David Duchovny's newest album is Gestureland. The song Mind of Winter is not my favorite song off the album, but it is the song that causes me to think the most. The Mind of Winter reference is to a poem by Wallace Stevens called The Snow Man. Some recent viewers of The Chair likely heard David Duchovny strumming his guitar and singing a few lines from Mind of Winter and heard Sandra Oh say "That's the only rock song I've heard that references Wallace Stevens" With all of that as the backdrop of this song, I wanted to share my thoughts on the lyrics.
First, let me express what the Stevens poem means to me. Worth noting that I did not study this poem in any academic sense or read much on it and so, my thoughts on it are my own and the reader of this may not agree or may have, in fact, more knowledge. However, these are my meditations. So, when I read The Snow Man I see two themes in opposition to each other (which is something that I enjoy).
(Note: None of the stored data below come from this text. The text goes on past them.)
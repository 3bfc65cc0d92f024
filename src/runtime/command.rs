//! Command vocabulary for sprite programs
//!
//! A program is an ordered list of [`Command`]s. Every command except
//! [`Command::Repeat`] is executed directly by the executor; repeats are
//! unfolded by the program cursor.

use serde::Serialize;

use super::error::{StageError, StageResult};

/// One block of a sprite program
#[derive(Debug, Clone, PartialEq, Serialize)]
#[serde(tag = "type", rename_all = "snake_case")]
pub enum Command {
    /// Move by `distance` stage units
    Move {
        /// Signed distance
        distance: f64,
    },
    /// Rotate clockwise by `degrees` (negative turns counter-clockwise)
    Turn {
        /// Signed rotation in degrees
        degrees: i64,
    },
    /// Jump to an absolute stage position
    GoTo {
        /// Target x
        x: f64,
        /// Target y
        y: f64,
    },
    /// Show a speech bubble
    Say {
        /// Bubble text
        text: String,
        /// Seconds until the bubble clears itself; `None` or zero keeps it
        duration: Option<f64>,
    },
    /// Show a thought bubble
    Think {
        /// Bubble text
        text: String,
        /// Seconds until the bubble clears itself; `None` or zero keeps it
        duration: Option<f64>,
    },
    /// Run `body` `count` times; a count of zero or less skips the block
    Repeat {
        /// Number of passes over the body
        count: i64,
        /// Commands executed on each pass
        body: Vec<Command>,
    },
}

impl Command {
    /// `Move` shorthand
    pub fn move_by(distance: f64) -> Self {
        Command::Move { distance }
    }

    /// `Turn` shorthand
    pub fn turn(degrees: i64) -> Self {
        Command::Turn { degrees }
    }

    /// `GoTo` shorthand
    pub fn go_to(x: f64, y: f64) -> Self {
        Command::GoTo { x, y }
    }

    /// `Say` shorthand
    pub fn say(text: impl Into<String>, duration: Option<f64>) -> Self {
        Command::Say {
            text: text.into(),
            duration,
        }
    }

    /// `Think` shorthand
    pub fn think(text: impl Into<String>, duration: Option<f64>) -> Self {
        Command::Think {
            text: text.into(),
            duration,
        }
    }

    /// `Repeat` shorthand
    pub fn repeat(count: i64, body: Vec<Command>) -> Self {
        Command::Repeat { count, body }
    }

    /// Short lowercase name of the command kind
    pub fn kind(&self) -> &'static str {
        match self {
            Command::Move { .. } => "move",
            Command::Turn { .. } => "turn",
            Command::GoTo { .. } => "goto",
            Command::Say { .. } => "say",
            Command::Think { .. } => "think",
            Command::Repeat { .. } => "repeat",
        }
    }

    /// Whether this command is unfolded by the cursor rather than executed
    pub fn is_repeat(&self) -> bool {
        matches!(self, Command::Repeat { .. })
    }

    /// Check structural shape: repeat bodies may only hold plain commands
    pub fn validate(&self) -> StageResult<()> {
        if let Command::Repeat { body, .. } = self {
            if body.iter().any(Command::is_repeat) {
                return Err(StageError::NestedRepeat);
            }
        }
        Ok(())
    }

    /// Produce a copy of this command with the patch applied
    ///
    /// Every `Some` field of the patch must exist on this command kind.
    pub fn patched(&self, patch: &CommandPatch) -> StageResult<Command> {
        let mut updated = self.clone();
        let mut rejected = Vec::new();

        match &mut updated {
            Command::Move { distance } => {
                if let Some(d) = patch.distance {
                    *distance = d;
                }
            }
            Command::Turn { degrees } => {
                if let Some(d) = patch.degrees {
                    *degrees = d;
                }
            }
            Command::GoTo { x, y } => {
                if let Some(v) = patch.x {
                    *x = v;
                }
                if let Some(v) = patch.y {
                    *y = v;
                }
            }
            Command::Say { text, duration } | Command::Think { text, duration } => {
                if let Some(t) = &patch.text {
                    *text = t.clone();
                }
                if let Some(d) = patch.duration {
                    *duration = d;
                }
            }
            Command::Repeat { count, body } => {
                if let Some(c) = patch.count {
                    *count = c;
                }
                if let Some(b) = &patch.body {
                    *body = b.clone();
                }
            }
        }

        for field in patch.fields() {
            if !updated.has_field(field) {
                rejected.push(field);
            }
        }
        if !rejected.is_empty() {
            return Err(StageError::InvalidPatch {
                kind: self.kind(),
                detail: rejected.join(", "),
            });
        }

        updated.validate()?;
        Ok(updated)
    }

    fn has_field(&self, field: &str) -> bool {
        matches!(
            (self, field),
            (Command::Move { .. }, "distance")
                | (Command::Turn { .. }, "degrees")
                | (Command::GoTo { .. }, "x" | "y")
                | (Command::Say { .. } | Command::Think { .. }, "text" | "duration")
                | (Command::Repeat { .. }, "count" | "body")
        )
    }
}

/// Partial update for an existing command
///
/// Only fields set to `Some` are written. `duration` is doubly optional so a
/// patch can clear an existing duration.
#[derive(Debug, Clone, Default, PartialEq)]
pub struct CommandPatch {
    /// New `Move` distance
    pub distance: Option<f64>,
    /// New `Turn` angle
    pub degrees: Option<i64>,
    /// New `GoTo` x
    pub x: Option<f64>,
    /// New `GoTo` y
    pub y: Option<f64>,
    /// New bubble text
    pub text: Option<String>,
    /// New bubble duration
    pub duration: Option<Option<f64>>,
    /// New repeat count
    pub count: Option<i64>,
    /// New repeat body
    pub body: Option<Vec<Command>>,
}

impl CommandPatch {
    fn fields(&self) -> Vec<&'static str> {
        let mut fields = Vec::new();
        if self.distance.is_some() {
            fields.push("distance");
        }
        if self.degrees.is_some() {
            fields.push("degrees");
        }
        if self.x.is_some() {
            fields.push("x");
        }
        if self.y.is_some() {
            fields.push("y");
        }
        if self.text.is_some() {
            fields.push("text");
        }
        if self.duration.is_some() {
            fields.push("duration");
        }
        if self.count.is_some() {
            fields.push("count");
        }
        if self.body.is_some() {
            fields.push("body");
        }
        fields
    }
}

#[cfg(test)]
mod tests {
    use super::*;

    #[test]
    fn test_nested_repeat_is_rejected() {
        let nested = Command::repeat(2, vec![Command::repeat(3, vec![Command::move_by(1.0)])]);
        assert_eq!(nested.validate(), Err(StageError::NestedRepeat));

        let flat = Command::repeat(2, vec![Command::move_by(1.0), Command::turn(15)]);
        assert!(flat.validate().is_ok());
    }

    #[test]
    fn test_patch_overwrites_matching_fields() {
        let cmd = Command::go_to(10.0, 20.0);
        let patch = CommandPatch {
            y: Some(-5.0),
            ..Default::default()
        };
        assert_eq!(cmd.patched(&patch).unwrap(), Command::go_to(10.0, -5.0));

        let say = Command::say("hi", Some(2.0));
        let patch = CommandPatch {
            duration: Some(None),
            ..Default::default()
        };
        assert_eq!(say.patched(&patch).unwrap(), Command::say("hi", None));
    }

    #[test]
    fn test_patch_with_foreign_field_is_rejected() {
        let cmd = Command::move_by(10.0);
        let patch = CommandPatch {
            text: Some("nope".into()),
            count: Some(3),
            ..Default::default()
        };
        match cmd.patched(&patch) {
            Err(StageError::InvalidPatch { kind, detail }) => {
                assert_eq!(kind, "move");
                assert_eq!(detail, "text, count");
            }
            other => panic!("expected InvalidPatch, got {:?}", other),
        }
    }

    #[test]
    fn test_patch_cannot_smuggle_nested_repeat() {
        let cmd = Command::repeat(2, vec![Command::move_by(1.0)]);
        let patch = CommandPatch {
            body: Some(vec![Command::repeat(1, vec![])]),
            ..Default::default()
        };
        assert_eq!(cmd.patched(&patch), Err(StageError::NestedRepeat));
    }

    #[test]
    fn test_serializes_with_type_tag() {
        let json = serde_json::to_value(Command::turn(-45)).unwrap();
        assert_eq!(json, serde_json::json!({ "type": "turn", "degrees": -45 }));
    }
}
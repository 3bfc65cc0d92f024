//! Stage runtime: configuration and public API
//!
//! The [`Stage`] store owns every actor, the tick scheduler and the bubble
//! timers. Everything is driven by virtual time; the [`driver`] module maps
//! wall-clock time onto it for interactive use.

use serde::{Deserialize, Serialize};
use std::path::Path;
use std::time::Duration;

// Submodules
pub mod actor;
pub mod collision;
pub mod command;
pub mod cursor;
pub mod driver;
pub mod error;
pub mod executor;
pub mod geometry;
pub mod scheduler;
pub mod snapshot;
pub mod store;
pub mod timer;

use error::{ConfigError, ConfigResult};
use geometry::StageBounds;

/// How `Move` turns a distance into a displacement
#[derive(Debug, Clone, Copy, PartialEq, Serialize, Deserialize)]
#[serde(tag = "mode", rename_all = "snake_case")]
pub enum MotionModel {
    /// Move along x only; y is raised to `floor_y` when set
    Horizontal {
        /// Lowest y a moving sprite may keep
        floor_y: Option<f64>,
    },
    /// Move along the heading (0 up, 90 right)
    Heading,
}

impl Default for MotionModel {
    fn default() -> Self {
        MotionModel::Horizontal { floor_y: Some(0.0) }
    }
}

/// Configuration for a stage
#[derive(Debug, Clone, PartialEq, Serialize, Deserialize)]
#[serde(default)]
pub struct StageConfig {
    /// Stage width in stage units
    pub stage_width: f64,

    /// Stage height in stage units
    pub stage_height: f64,

    /// Sprite bounding box width
    pub sprite_width: f64,

    /// Sprite bounding box height
    pub sprite_height: f64,

    /// Centres closer than this collide
    pub collision_distance: f64,

    /// Milliseconds between scheduler ticks
    pub tick_period_ms: u64,

    /// Interpretation of `Move`
    pub motion: MotionModel,
}

impl Default for StageConfig {
    fn default() -> Self {
        Self {
            stage_width: 480.0,
            stage_height: 360.0,
            sprite_width: 80.0,
            sprite_height: 80.0,
            collision_distance: 40.0,
            tick_period_ms: 500,
            motion: MotionModel::default(),
        }
    }
}

impl StageConfig {
    /// Load and validate a JSON config file
    pub fn load(path: impl AsRef<Path>) -> ConfigResult<Self> {
        let path = path.as_ref();
        let raw = std::fs::read_to_string(path).map_err(|source| ConfigError::Io {
            path: path.to_path_buf(),
            source,
        })?;
        let config: StageConfig = serde_json::from_str(&raw)?;
        config.validate()?;
        Ok(config)
    }

    /// Reject dimensions the clamping and scheduling code cannot work with
    pub fn validate(&self) -> ConfigResult<()> {
        let dims = [
            ("stage_width", self.stage_width),
            ("stage_height", self.stage_height),
            ("sprite_width", self.sprite_width),
            ("sprite_height", self.sprite_height),
        ];
        for (name, value) in dims {
            if !value.is_finite() || value <= 0.0 {
                return Err(ConfigError::Invalid(format!("{name} must be positive, got {value}")));
            }
        }
        if self.sprite_width > self.stage_width || self.sprite_height > self.stage_height {
            return Err(ConfigError::Invalid("sprite is larger than the stage".into()));
        }
        if !self.collision_distance.is_finite() || self.collision_distance < 0.0 {
            return Err(ConfigError::Invalid(format!(
                "collision_distance must be non-negative, got {}",
                self.collision_distance
            )));
        }
        if self.tick_period_ms == 0 {
            return Err(ConfigError::Invalid("tick_period_ms must be at least 1".into()));
        }
        Ok(())
    }

    /// Scheduler tick period
    pub fn tick_period(&self) -> Duration {
        Duration::from_millis(self.tick_period_ms)
    }

    /// Reachable area for sprite centres
    pub fn bounds(&self) -> StageBounds {
        StageBounds::from_config(self)
    }
}

// Re-export commonly used types
pub use actor::{Actor, ActorId, BubbleKind};
pub use collision::CollisionPair;
pub use command::{Command, CommandPatch};
pub use error::{StageError, StageResult};
pub use scheduler::PlayState;
pub use snapshot::{ActorSnapshot, StageSnapshot};
pub use store::{
    IMMEDIATE_REPEAT_LIMIT, ObserverId, Stage, StageEvent, StageObserver, StopReason, TickReport,
};

#[cfg(test)]
mod tests {
    use super::*;
    use std::io::Write;

    #[test]
    fn test_load_partial_config_uses_defaults() {
        let mut file = tempfile::NamedTempFile::new().unwrap();
        write!(file, r#"{{ "tick_period_ms": 100, "motion": {{ "mode": "heading" }} }}"#).unwrap();

        let config = StageConfig::load(file.path()).unwrap();
        assert_eq!(config.tick_period(), Duration::from_millis(100));
        assert_eq!(config.motion, MotionModel::Heading);
        assert_eq!(config.stage_width, 480.0);
    }

    #[test]
    fn test_load_rejects_invalid_values() {
        let mut file = tempfile::NamedTempFile::new().unwrap();
        write!(file, r#"{{ "sprite_width": 900 }}"#).unwrap();
        assert!(matches!(
            StageConfig::load(file.path()),
            Err(ConfigError::Invalid(_))
        ));

        let mut file = tempfile::NamedTempFile::new().unwrap();
        write!(file, "not json").unwrap();
        assert!(matches!(StageConfig::load(file.path()), Err(ConfigError::Json(_))));
    }

    #[test]
    fn test_missing_file() {
        let dir = tempfile::TempDir::new().unwrap();
        let err = StageConfig::load(dir.path().join("absent.json")).unwrap_err();
        assert!(matches!(err, ConfigError::Io { .. }));
    }

    #[test]
    fn test_zero_tick_period_is_invalid() {
        let config = StageConfig {
            tick_period_ms: 0,
            ..StageConfig::default()
        };
        assert!(config.validate().is_err());
    }
}
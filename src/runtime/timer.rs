//! Deadline queue for bubble auto-clear timers
//!
//! Deadlines are measured on the store's virtual clock. Cancelling removes
//! the entry outright, so a cancelled timer can never fire; firing is still
//! guarded by the store against handles an actor no longer holds.

use serde::Serialize;
use std::cmp::Ordering;
use std::collections::BinaryHeap;
use std::time::Duration;

use super::actor::{ActorId, BubbleKind};

/// Identity of one armed timer
#[derive(Debug, Clone, Copy, PartialEq, Eq, Hash, PartialOrd, Ord, Serialize)]
pub struct TimerHandle(pub u64);

/// Armed auto-clear for one actor's bubble
#[derive(Debug, Clone, PartialEq, Eq)]
pub struct BubbleTimer {
    /// Handle stored on the bubble
    pub handle: TimerHandle,
    /// Virtual time at which the bubble clears
    pub deadline: Duration,
    /// Owner of the bubble
    pub actor: ActorId,
    /// Bubble the timer clears
    pub kind: BubbleKind,
}

impl PartialOrd for BubbleTimer {
    fn partial_cmp(&self, other: &Self) -> Option<Ordering> {
        Some(self.cmp(other))
    }
}

impl Ord for BubbleTimer {
    fn cmp(&self, other: &Self) -> Ordering {
        // Reverse ordering for min-heap (earliest deadline, then oldest handle)
        other
            .deadline
            .cmp(&self.deadline)
            .then_with(|| other.handle.cmp(&self.handle))
    }
}

/// Pending bubble timers ordered by deadline
#[derive(Debug, Default)]
pub struct TimerQueue {
    heap: BinaryHeap<BubbleTimer>,
    next_handle: u64,
}

impl TimerQueue {
    /// Create an empty queue
    pub fn new() -> Self {
        Self::default()
    }

    /// Arm a timer and return its handle
    pub fn arm(&mut self, actor: ActorId, kind: BubbleKind, deadline: Duration) -> TimerHandle {
        self.next_handle += 1;
        let handle = TimerHandle(self.next_handle);
        self.heap.push(BubbleTimer {
            handle,
            deadline,
            actor,
            kind,
        });
        handle
    }

    /// Cancel a timer; returns whether it was still pending
    pub fn cancel(&mut self, handle: TimerHandle) -> bool {
        let before = self.heap.len();
        self.heap.retain(|t| t.handle != handle);
        self.heap.len() != before
    }

    /// Cancel every timer owned by `actor`
    pub fn cancel_actor(&mut self, actor: ActorId) {
        self.heap.retain(|t| t.actor != actor);
    }

    /// Cancel every pending timer
    pub fn clear(&mut self) {
        self.heap.clear();
    }

    /// Earliest pending deadline
    pub fn next_deadline(&self) -> Option<Duration> {
        self.heap.peek().map(|t| t.deadline)
    }

    /// Pop the earliest timer if it is due at `now`
    pub fn pop_due(&mut self, now: Duration) -> Option<BubbleTimer> {
        if self.heap.peek()?.deadline <= now {
            self.heap.pop()
        } else {
            None
        }
    }

    /// Whether `handle` is still pending
    pub fn is_pending(&self, handle: TimerHandle) -> bool {
        self.heap.iter().any(|t| t.handle == handle)
    }

    /// Number of pending timers
    pub fn len(&self) -> usize {
        self.heap.len()
    }

    /// Whether no timers are pending
    pub fn is_empty(&self) -> bool {
        self.heap.is_empty()
    }
}

#[cfg(test)]
mod tests {
    use super::*;

    #[test]
    fn test_timers_fire_in_deadline_order() {
        let mut queue = TimerQueue::new();
        let late = queue.arm(ActorId(1), BubbleKind::Speech, Duration::from_secs(3));
        let early = queue.arm(ActorId(2), BubbleKind::Thought, Duration::from_secs(1));

        assert_eq!(queue.next_deadline(), Some(Duration::from_secs(1)));
        assert!(queue.pop_due(Duration::from_millis(999)).is_none());
        assert_eq!(queue.pop_due(Duration::from_secs(5)).unwrap().handle, early);
        assert_eq!(queue.pop_due(Duration::from_secs(5)).unwrap().handle, late);
        assert!(queue.is_empty());
    }

    #[test]
    fn test_cancel_removes_entry() {
        let mut queue = TimerQueue::new();
        let a = queue.arm(ActorId(1), BubbleKind::Speech, Duration::from_secs(1));
        let b = queue.arm(ActorId(1), BubbleKind::Speech, Duration::from_secs(2));
        let c = queue.arm(ActorId(2), BubbleKind::Speech, Duration::from_secs(2));

        assert!(queue.cancel(a));
        assert!(!queue.cancel(a));
        assert!(queue.is_pending(b));

        queue.cancel_actor(ActorId(1));
        assert!(!queue.is_pending(b));
        assert!(queue.is_pending(c));
        assert_eq!(queue.len(), 1);
    }
}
The first is that the snowman must devoid himself of the emotion connected with winter to appreciate the landscape of winter. The second is that the snowman must be himself well familiar with cold and winter to see beyond the misery of winter and become unfeeling within that landscape.
The first appeals to me as a philosophy in that if we can devoid ourselves of preferring the beach in summer or knowing any of the literary imagery of the winter months or having walked in a snowstorm or fallen on ice, then we can experience the now and the moment and beauty of frost and junipers shagged with ice. It is the same way to me of how I see the beauty of the desert which is the environment in which I was raised and in which I now live. It has an amazing beauty if you stop associating it with concepts of a barren wasteland of heat and thirst.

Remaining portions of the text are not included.